I was raised by nuns, the somewhat less than aptly-named Sisters of Charity, to believe that the only mortal sin (the one that will cost you your everlasting soul and your place at the Right Hand of God in Heaven) is the sin of despair. And so I’ve been a me of little faith for many years, wanting to believe but fearing I lacked the unquestioning faith such belief seems to require.
Years ago I chanced across Michael Morecock’s Behold the Man whose premise stunned me and left me empty and aching upon completion. I’ve found it online any number of times over the course of the last decade or so and yet, hoping to share a link with you today has proven to be a dry dream. And I wonder if I should read anything into that.

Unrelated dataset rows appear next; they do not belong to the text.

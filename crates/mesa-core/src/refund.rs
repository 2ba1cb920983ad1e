//! Refund workflow preconditions.
//!
//! A refund is only meaningful on a completed order and runs through its own
//! small state machine in `refund_status`: `none → requested → refunded`.
//! `requested` may be skipped — the admin is the final authority and can
//! process a refund straight from `none`.
//!
//! The precondition *ordering* here is externally observable (callers assert
//! on exact error messages), so both validators check in the documented
//! order: for processing, amount and reason are required inputs and are
//! checked before the terminal "already refunded" guard.

use crate::error::OrderError;
use crate::status::{OrderStatus, RefundStatus};

// ---------------------------------------------------------------------------
// RefundView
// ---------------------------------------------------------------------------

/// The slice of an order header the refund validators need.
#[derive(Debug, Clone, Copy, PartialEq)]
pub struct RefundView {
    pub status: OrderStatus,
    pub refund_status: RefundStatus,
    pub total_amount: f64,
}

// ---------------------------------------------------------------------------
// requestRefund — customer-initiated
// ---------------------------------------------------------------------------

/// Validate a customer refund request. Returns the reason to store.
///
/// Order of checks: reason present, order completed, no prior refund
/// activity. (The order-exists check happens before this, in the store.)
pub fn validate_request_refund(
    view: &RefundView,
    reason: Option<&str>,
) -> Result<String, OrderError> {
    let reason = match reason {
        Some(r) if !r.trim().is_empty() => r.to_string(),
        _ => return Err(OrderError::invalid_input("Refund reason is required")),
    };

    if view.status != OrderStatus::Completed {
        return Err(OrderError::invalid_state(
            "Refund can only be requested for completed orders",
        ));
    }

    if view.refund_status != RefundStatus::None {
        return Err(OrderError::invalid_state(
            "Refund has already been requested or processed",
        ));
    }

    Ok(reason)
}

// ---------------------------------------------------------------------------
// processRefund — admin-initiated
// ---------------------------------------------------------------------------

/// Validate an admin refund. Returns `(amount, reason)` to store.
///
/// Valid from both `none` and `requested`: the customer request step is
/// advisory, never a precondition.
pub fn validate_process_refund(
    view: &RefundView,
    amount: Option<f64>,
    reason: Option<&str>,
) -> Result<(f64, String), OrderError> {
    let amount = match amount {
        Some(a) if a > 0.0 => a,
        _ => return Err(OrderError::invalid_input("Valid refund amount is required")),
    };

    if amount > view.total_amount {
        return Err(OrderError::invalid_input(
            "Refund amount cannot exceed order total",
        ));
    }

    let reason = match reason {
        Some(r) if !r.trim().is_empty() => r.to_string(),
        _ => return Err(OrderError::invalid_input("Refund reason is required")),
    };

    if view.refund_status == RefundStatus::Refunded {
        return Err(OrderError::invalid_state("Order is already refunded"));
    }

    Ok((amount, reason))
}

// ---------------------------------------------------------------------------
// Unit tests
// ---------------------------------------------------------------------------
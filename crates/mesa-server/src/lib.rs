//! mesa-server library target.
//!
//! Exposes the router, state and API types for integration tests.
//! The binary `main.rs` depends on this library target.

pub mod api_types;
pub mod error;
pub mod routes;
pub mod state;
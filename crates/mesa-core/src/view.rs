//! Denormalized order views returned by the reader and mutation endpoints.
//!
//! Set-menu constituents are resolved at read time from the set menu's
//! *current* composition; the priced snapshot lives only in each line's
//! `price` and `quantity`.

use chrono::{DateTime, Utc};
use serde::{Deserialize, Serialize};

use crate::status::{OrderStatus, RefundStatus};

/// Constituent of a set-menu line, resolved from the current composition.
#[derive(Debug, Clone, PartialEq, Serialize, Deserialize)]
pub struct SetMenuItemView {
    pub name: String,
    pub quantity: i64,
}

/// One priced order line, enriched with its display name.
#[derive(Debug, Clone, PartialEq, Serialize, Deserialize)]
pub struct OrderLineView {
    pub menu_item_id: Option<i64>,
    pub set_menu_id: Option<i64>,
    /// Set-menu name for set-priced lines, menu-item name otherwise.
    pub name: String,
    pub quantity: i64,
    /// Unit price snapshot captured at order time.
    pub price: f64,
    pub note: Option<String>,
    /// Present only for set-priced lines.
    #[serde(skip_serializing_if = "Option::is_none")]
    pub set_menu_items: Option<Vec<SetMenuItemView>>,
}

/// Order header plus customer and expanded lines.
#[derive(Debug, Clone, PartialEq, Serialize, Deserialize)]
pub struct OrderView {
    pub id: i64,
    pub customer_id: i64,
    pub customer_name: Option<String>,
    pub total_amount: f64,
    pub status: OrderStatus,
    pub refund_status: RefundStatus,
    pub refund_amount: f64,
    pub refund_reason: Option<String>,
    pub refunded_at: Option<DateTime<Utc>>,
    pub created_at: DateTime<Utc>,
    pub items: Vec<OrderLineView>,
}

/// What the composer hands back after a successful creation.
#[derive(Debug, Clone, Copy, PartialEq)]
pub struct OrderReceipt {
    pub order_id: i64,
    pub total_amount: f64,
}
//! mesa-core
//!
//! Pure domain logic for the order composition & fulfillment engine.
//! No I/O lives here: cart normalization, submission validation and pricing,
//! the fulfillment state machine, refund-workflow preconditions, and the
//! [`store::OrderStore`] persistence seam implemented by `mesa-db` (Postgres)
//! and `mesa-testkit` (in-memory).

pub mod cart;
pub mod compose;
pub mod error;
pub mod refund;
pub mod status;
pub mod store;
pub mod view;

pub use compose::{PricedLine, PricedRef, SubmissionLine};
pub use error::OrderError;
pub use status::{OrderStatus, RefundStatus};
pub use store::{OrderScope, OrderStore};
pub use view::{OrderLineView, OrderReceipt, OrderView, SetMenuItemView};
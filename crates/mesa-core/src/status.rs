//! Fulfillment state machine.
//!
//! # Design
//!
//! Order status is a strict forward progression with a single cancellation
//! escape hatch from the two "not yet in the kitchen / still cooking" states.
//! Once food is `ready`, cancellation is disallowed — the order can only be
//! completed. The transition table below is the single source of truth;
//! persistence layers call [`check_transition`] and never encode their own
//! `if` chains.
//!
//! ```text
//!   pending ──► preparing ──► ready ──► completed (terminal)
//!      │            │
//!      └────────────┴──────► cancelled (terminal)
//! ```
//!
//! The refund workflow runs on its own column (`refund_status`) layered on a
//! completed order: `none → requested → refunded` (refunded terminal;
//! `requested` may be skipped — an admin can refund unilaterally).

use serde::{Deserialize, Serialize};

use crate::error::OrderError;

// ---------------------------------------------------------------------------
// OrderStatus
// ---------------------------------------------------------------------------

/// Kitchen-progress state of an order.
#[derive(Debug, Clone, Copy, PartialEq, Eq, Hash, Serialize, Deserialize)]
#[serde(rename_all = "lowercase")]
pub enum OrderStatus {
    /// Order placed; kitchen has not started. Initial state.
    Pending,
    /// Kitchen is working on the order.
    Preparing,
    /// Food is ready for pickup / serving.
    Ready,
    /// Order handed over. **Terminal** (refunds run on a separate column).
    Completed,
    /// Order cancelled before it was ready. **Terminal.**
    Cancelled,
}

impl OrderStatus {
    pub fn as_str(&self) -> &'static str {
        match self {
            Self::Pending => "pending",
            Self::Preparing => "preparing",
            Self::Ready => "ready",
            Self::Completed => "completed",
            Self::Cancelled => "cancelled",
        }
    }

    pub fn parse(s: &str) -> Result<Self, OrderError> {
        match s {
            "pending" => Ok(Self::Pending),
            "preparing" => Ok(Self::Preparing),
            "ready" => Ok(Self::Ready),
            "completed" => Ok(Self::Completed),
            "cancelled" => Ok(Self::Cancelled),
            other => Err(OrderError::invalid_input(format!(
                "Invalid order status: {other}"
            ))),
        }
    }

    /// Returns `true` if no further transitions are possible.
    pub fn is_terminal(&self) -> bool {
        matches!(self, Self::Completed | Self::Cancelled)
    }

    /// The transition table. Everything not listed here is illegal.
    pub fn can_transition_to(&self, to: OrderStatus) -> bool {
        use OrderStatus::*;
        matches!(
            (self, to),
            (Pending, Preparing)
                | (Pending, Cancelled)
                | (Preparing, Ready)
                | (Preparing, Cancelled)
                | (Ready, Completed)
        )
    }
}

impl std::fmt::Display for OrderStatus {
    fn fmt(&self, f: &mut std::fmt::Formatter<'_>) -> std::fmt::Result {
        f.write_str(self.as_str())
    }
}

/// Reject illegal transitions with the caller-facing message.
///
/// Illegal transitions are rejected, never silently coerced.
pub fn check_transition(from: OrderStatus, to: OrderStatus) -> Result<(), OrderError> {
    if from.can_transition_to(to) {
        Ok(())
    } else {
        Err(OrderError::invalid_state(format!(
            "Cannot change order status from {} to {}",
            from.as_str(),
            to.as_str()
        )))
    }
}

// ---------------------------------------------------------------------------
// RefundStatus
// ---------------------------------------------------------------------------

/// Post-completion monetary state, independent of [`OrderStatus`].
#[derive(Debug, Clone, Copy, PartialEq, Eq, Hash, Serialize, Deserialize)]
#[serde(rename_all = "lowercase")]
pub enum RefundStatus {
    /// No refund activity.
    None,
    /// Customer asked for a refund; awaiting an admin decision.
    Requested,
    /// Admin processed the refund. **Terminal.**
    Refunded,
}

impl RefundStatus {
    pub fn as_str(&self) -> &'static str {
        match self {
            Self::None => "none",
            Self::Requested => "requested",
            Self::Refunded => "refunded",
        }
    }

    pub fn parse(s: &str) -> Result<Self, OrderError> {
        match s {
            "none" => Ok(Self::None),
            "requested" => Ok(Self::Requested),
            "refunded" => Ok(Self::Refunded),
            other => Err(OrderError::invalid_input(format!(
                "Invalid refund status: {other}"
            ))),
        }
    }
}

// ---------------------------------------------------------------------------
// Unit tests
// ---------------------------------------------------------------------------
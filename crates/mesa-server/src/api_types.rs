//! Request and response types for all mesa-server HTTP endpoints.
//!
//! These types are the schema boundary: loosely-shaped JSON is rejected or
//! normalized here before any business logic runs. The `PUT /orders/{id}`
//! body is a tagged variant selected by the explicit `action` discriminant,
//! with the plain `{status}` form as the untagged fallback.

use serde::{Deserialize, Serialize};

use mesa_core::view::OrderView;

// ---------------------------------------------------------------------------
// GET /health
// ---------------------------------------------------------------------------

#[derive(Debug, Clone, Serialize, Deserialize)]
pub struct HealthResponse {
    pub ok: bool,
    pub service: &'static str,
    pub version: &'static str,
}

// ---------------------------------------------------------------------------
// POST /orders
// ---------------------------------------------------------------------------

/// One submitted line. Quantity and references are validated by
/// `mesa_core::compose::validate_create_request`, not by serde, so the
/// caller-facing messages stay under our control.
#[derive(Debug, Clone, Deserialize)]
pub struct OrderItemRequest {
    pub menu_item_id: Option<i64>,
    pub set_menu_id: Option<i64>,
    pub quantity: Option<i64>,
    pub note: Option<String>,
}

#[derive(Debug, Clone, Deserialize)]
pub struct CreateOrderRequest {
    #[serde(rename = "customerId")]
    pub customer_id: Option<i64>,
    pub items: Option<Vec<OrderItemRequest>>,
}

#[derive(Debug, Clone, Serialize)]
pub struct CreateOrderResponse {
    pub message: &'static str,
    #[serde(rename = "orderId")]
    pub order_id: i64,
    #[serde(rename = "totalAmount")]
    pub total_amount: f64,
}

// ---------------------------------------------------------------------------
// GET /orders
// ---------------------------------------------------------------------------

#[derive(Debug, Clone, Deserialize)]
pub struct ListOrdersQuery {
    #[serde(rename = "customerId")]
    pub customer_id: Option<i64>,
    pub role: Option<String>,
}

// ---------------------------------------------------------------------------
// PUT /orders/{id}
// ---------------------------------------------------------------------------

/// Refund sub-workflow actions, tagged by `action`.
#[derive(Debug, Clone, Deserialize)]
#[serde(tag = "action", rename_all = "snake_case")]
pub enum RefundActionRequest {
    RequestRefund {
        refund_reason: Option<String>,
    },
    ProcessRefund {
        refund_amount: Option<f64>,
        refund_reason: Option<String>,
    },
}

/// Plain fulfillment transition.
#[derive(Debug, Clone, Deserialize)]
pub struct UpdateStatusRequest {
    pub status: String,
}

/// The full `PUT /orders/{id}` body. Refund actions are tried first (they
/// carry the `action` discriminant); anything else must be a status update.
#[derive(Debug, Clone, Deserialize)]
#[serde(untagged)]
pub enum UpdateOrderRequest {
    Refund(RefundActionRequest),
    Status(UpdateStatusRequest),
}

#[derive(Debug, Clone, Serialize)]
pub struct OrderActionResponse {
    pub message: &'static str,
    pub order: OrderView,
}
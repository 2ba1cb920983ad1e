//! mesa-testkit
//!
//! Deterministic in-memory [`mesa_core::OrderStore`] for scenario tests.
//! No network, no database; order ids are sequential from 1. MUST NOT
//! appear in production `[dependencies]` — server tests pull it in via
//! `[dev-dependencies]` only.

pub mod mem_store;

pub use mem_store::MemStore;
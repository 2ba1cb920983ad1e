//! Persistence seam for the order engine.
//!
//! `mesa-db` implements [`OrderStore`] against PostgreSQL; `mesa-testkit`
//! provides a deterministic in-memory implementation for scenario tests.
//! Implementations share the pure validators in [`crate::compose`],
//! [`crate::status`] and [`crate::refund`] — precondition ordering and error
//! messages must not be re-derived per backend.

use async_trait::async_trait;

use crate::compose::SubmissionLine;
use crate::error::OrderError;
use crate::status::OrderStatus;
use crate::view::{OrderReceipt, OrderView};

// ---------------------------------------------------------------------------
// Catalog reference types
// ---------------------------------------------------------------------------

/// Read-only menu item reference: the price oracle at order-creation time.
#[derive(Debug, Clone, PartialEq)]
pub struct MenuItemRef {
    pub id: i64,
    pub name: String,
    pub price: f64,
    pub is_available: bool,
}

/// One constituent of a set menu's composition.
#[derive(Debug, Clone, PartialEq)]
pub struct SetMenuComponent {
    pub menu_item_id: i64,
    pub quantity: i64,
}

/// Read-only set menu reference. The composite price is the set's own
/// price, not a derived sum of its parts.
#[derive(Debug, Clone, PartialEq)]
pub struct SetMenuRef {
    pub id: i64,
    pub name: String,
    pub price: f64,
    pub is_available: bool,
    pub items: Vec<SetMenuComponent>,
}

// ---------------------------------------------------------------------------
// OrderStore
// ---------------------------------------------------------------------------

/// Listing scope for the order reader.
#[derive(Debug, Clone, Copy, PartialEq, Eq)]
pub enum OrderScope {
    /// Staff / admin surfaces: every order.
    All,
    /// Customer surface: only this customer's orders.
    Customer(i64),
}

/// The order engine's persistence interface.
///
/// All mutations to order rows flow through these six operations; catalog
/// rows are read-only from this engine's perspective.
#[async_trait]
pub trait OrderStore: Send + Sync {
    /// Price and atomically persist a validated submission. The header and
    /// all lines commit or fail together; a partial order is never observable.
    async fn create_order(
        &self,
        customer_id: i64,
        lines: &[SubmissionLine],
    ) -> Result<OrderReceipt, OrderError>;

    /// Expanded view of one order, or NotFound.
    async fn fetch_order(&self, order_id: i64) -> Result<OrderView, OrderError>;

    /// Expanded views, newest first.
    async fn list_orders(&self, scope: OrderScope) -> Result<Vec<OrderView>, OrderError>;

    /// Apply a fulfillment transition and return the updated view.
    async fn set_status(
        &self,
        order_id: i64,
        new_status: OrderStatus,
    ) -> Result<OrderView, OrderError>;

    /// Customer-initiated refund request.
    async fn request_refund(
        &self,
        order_id: i64,
        reason: Option<&str>,
    ) -> Result<OrderView, OrderError>;

    /// Admin-initiated refund. Valid with or without a prior request.
    async fn process_refund(
        &self,
        order_id: i64,
        amount: Option<f64>,
        reason: Option<&str>,
    ) -> Result<OrderView, OrderError>;
}
//! Shared runtime state for mesa-server.
//!
//! Handlers receive `State<Arc<AppState>>` from Axum. The store is held as a
//! trait object so scenario tests can swap in `mesa-testkit`'s in-memory
//! implementation without touching the router.

use std::sync::Arc;

use mesa_core::OrderStore;

/// Static build metadata included in the health response.
#[derive(Clone, Debug)]
pub struct BuildInfo {
    pub service: &'static str,
    pub version: &'static str,
}

/// Cloneable (Arc) handle shared across all Axum handlers.
#[derive(Clone)]
pub struct AppState {
    pub store: Arc<dyn OrderStore>,
    pub build: BuildInfo,
}

impl AppState {
    pub fn new(store: Arc<dyn OrderStore>) -> Self {
        Self {
            store,
            build: BuildInfo {
                service: "mesa-server",
                version: env!("CARGO_PKG_VERSION"),
            },
        }
    }
}
//! Axum router and all HTTP handlers for mesa-server.
//!
//! `build_router` is the single entry point; `main.rs` calls it and attaches
//! middleware layers. All handlers are `pub(crate)` so the scenario tests in
//! `tests/` can compose the router directly.

use std::sync::Arc;

use axum::{
    extract::rejection::{JsonRejection, PathRejection},
    extract::{Path, Query, State},
    http::StatusCode,
    response::{IntoResponse, Response},
    routing::get,
    Json, Router,
};
use serde_json::Value;
use tracing::info;

use mesa_core::compose::{validate_create_request, SubmissionLine};
use mesa_core::{OrderScope, OrderStatus};

use crate::{
    api_types::{
        CreateOrderRequest, CreateOrderResponse, HealthResponse, ListOrdersQuery,
        OrderActionResponse, OrderItemRequest, RefundActionRequest, UpdateOrderRequest,
    },
    error::ApiError,
    state::AppState,
};

// ---------------------------------------------------------------------------
// Router
// ---------------------------------------------------------------------------

/// Build the complete application router wired to the given shared state.
///
/// Middleware layers (CORS, tracing) are **not** applied here; `main.rs`
/// attaches them after this call so tests can use the bare router.
pub fn build_router(state: Arc<AppState>) -> Router {
    Router::new()
        .route("/health", get(health))
        .route("/orders", get(list_orders).post(create_order))
        .route("/orders/:id", get(get_order).put(update_order))
        .with_state(state)
}

// ---------------------------------------------------------------------------
// GET /health
// ---------------------------------------------------------------------------

pub(crate) async fn health(State(st): State<Arc<AppState>>) -> impl IntoResponse {
    (
        StatusCode::OK,
        Json(HealthResponse {
            ok: true,
            service: st.build.service,
            version: st.build.version,
        }),
    )
}

// ---------------------------------------------------------------------------
// POST /orders
// ---------------------------------------------------------------------------

fn to_submission_line(item: &OrderItemRequest) -> SubmissionLine {
    SubmissionLine {
        menu_item_id: item.menu_item_id,
        set_menu_id: item.set_menu_id,
        // Missing quantity fails the positive-quantity check downstream.
        quantity: item.quantity.unwrap_or(0),
        note: item.note.clone(),
    }
}

pub(crate) async fn create_order(
    State(st): State<Arc<AppState>>,
    payload: Result<Json<CreateOrderRequest>, JsonRejection>,
) -> Result<Response, ApiError> {
    // Unparseable bodies keep the `{"error": ...}` contract instead of
    // axum's default plain-text rejection.
    let Json(req) =
        payload.map_err(|_| mesa_core::OrderError::invalid_input("Invalid order payload"))?;

    let lines: Vec<SubmissionLine> = req
        .items
        .as_deref()
        .unwrap_or(&[])
        .iter()
        .map(to_submission_line)
        .collect();

    let customer_id = validate_create_request(req.customer_id, &lines)?;
    let receipt = st.store.create_order(customer_id, &lines).await?;

    info!(
        order_id = receipt.order_id,
        customer_id,
        total_amount = receipt.total_amount,
        "order created"
    );

    Ok((
        StatusCode::CREATED,
        Json(CreateOrderResponse {
            message: "Order created successfully",
            order_id: receipt.order_id,
            total_amount: receipt.total_amount,
        }),
    )
        .into_response())
}

// ---------------------------------------------------------------------------
// GET /orders
// ---------------------------------------------------------------------------

pub(crate) async fn list_orders(
    State(st): State<Arc<AppState>>,
    Query(q): Query<ListOrdersQuery>,
) -> Result<Response, ApiError> {
    let scope = match q.role.as_deref() {
        Some("customer") => match q.customer_id {
            Some(id) => OrderScope::Customer(id),
            None => {
                return Err(mesa_core::OrderError::invalid_input("Customer ID is required").into())
            }
        },
        // staff / admin / omitted all see everything.
        _ => OrderScope::All,
    };

    let views = st.store.list_orders(scope).await?;
    Ok((StatusCode::OK, Json(views)).into_response())
}

// ---------------------------------------------------------------------------
// GET /orders/{id}
// ---------------------------------------------------------------------------

pub(crate) async fn get_order(
    State(st): State<Arc<AppState>>,
    id: Result<Path<i64>, PathRejection>,
) -> Result<Response, ApiError> {
    let Path(id) = id.map_err(|_| mesa_core::OrderError::not_found("Order not found"))?;
    let view = st.store.fetch_order(id).await?;
    Ok((StatusCode::OK, Json(view)).into_response())
}

// ---------------------------------------------------------------------------
// PUT /orders/{id}
// ---------------------------------------------------------------------------

pub(crate) async fn update_order(
    State(st): State<Arc<AppState>>,
    id: Result<Path<i64>, PathRejection>,
    body: Result<Json<Value>, JsonRejection>,
) -> Result<Response, ApiError> {
    // A non-numeric id names no order; an unparseable body is the same
    // failure as an unrecognized one.
    let Path(id) = id.map_err(|_| mesa_core::OrderError::not_found("Order not found"))?;
    let Json(body) = body
        .map_err(|_| mesa_core::OrderError::invalid_input("Invalid order update request"))?;

    // Schema gate: reject anything that is neither a refund action nor a
    // status update before touching business logic.
    let req: UpdateOrderRequest = serde_json::from_value(body)
        .map_err(|_| mesa_core::OrderError::invalid_input("Invalid order update request"))?;

    let (message, order) = match req {
        UpdateOrderRequest::Status(update) => {
            let new_status = OrderStatus::parse(&update.status)?;
            let order = st.store.set_status(id, new_status).await?;
            info!(order_id = id, status = new_status.as_str(), "order status updated");
            ("Order status updated successfully", order)
        }
        UpdateOrderRequest::Refund(RefundActionRequest::RequestRefund { refund_reason }) => {
            let order = st.store.request_refund(id, refund_reason.as_deref()).await?;
            info!(order_id = id, "refund requested");
            ("Refund requested successfully", order)
        }
        UpdateOrderRequest::Refund(RefundActionRequest::ProcessRefund {
            refund_amount,
            refund_reason,
        }) => {
            let order = st
                .store
                .process_refund(id, refund_amount, refund_reason.as_deref())
                .await?;
            info!(order_id = id, amount = order.refund_amount, "refund processed");
            ("Refund processed successfully", order)
        }
    };

    Ok((StatusCode::OK, Json(OrderActionResponse { message, order })).into_response())
}
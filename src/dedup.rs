use crate::collaborators::RowStore;
use anyhow::{Context, Result};
use time::Date;

/// Guards the one-row-per-date invariant. The destination table has no
/// unique constraint of its own, so every write must be preceded by this.
pub struct DedupGate<'a, R: RowStore> {
    store: &'a R,
}

impl<'a, R: RowStore> DedupGate<'a, R> {
    pub fn new(store: &'a R) -> Self {
        Self { store }
    }

    /// Whether a row for `date` already exists. A failed lookup is an error,
    /// never "not found": guessing wrong here writes a duplicate.
    pub async fn exists(&self, date: Date) -> Result<bool> {
        let count = self
            .store
            .count_rows_on(date)
            .await
            .context("existing-row lookup failed")?;
        Ok(count > 0)
    }
}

Still, I understood the author’s perspective and appreciated the power of his prose never once wondering if I were reading history or non-fiction. All of that brings me to this, accompanied as it is by a vague disquiet and dread when I wonder about the reception such a story may receive in some quarters of our globe.
The editors of Charlie Hebdo learned, too late, the limits and protections of freedom of speech and religion while those fleeing for their lives from the murdering maniacs of ISIL all across the Middle East can bear witness to how fragile a virtue tolerance too often can be.
I don’t have to be Karl Glogauer to wonder what other encounters on the road to Damascus and with whom (and when exactly) can result in a reinvention of how we define heaven and hell and which one our earth is more likely to resemble and when. For extremists of all stripes, I am mindful of Churchill’s observation, ‘a fanatic is one who cannot change his mind and who will not change the subject.’
Fanaticism drives so many who possess so little because when you have that little you can only be happy when you’ve sacrificed your life for your beliefs and you become even happier when you force others to sacrifice their lives as well.
Truth, like beauty, is in the eye of the beholder unless or until the beholder is stricken blind.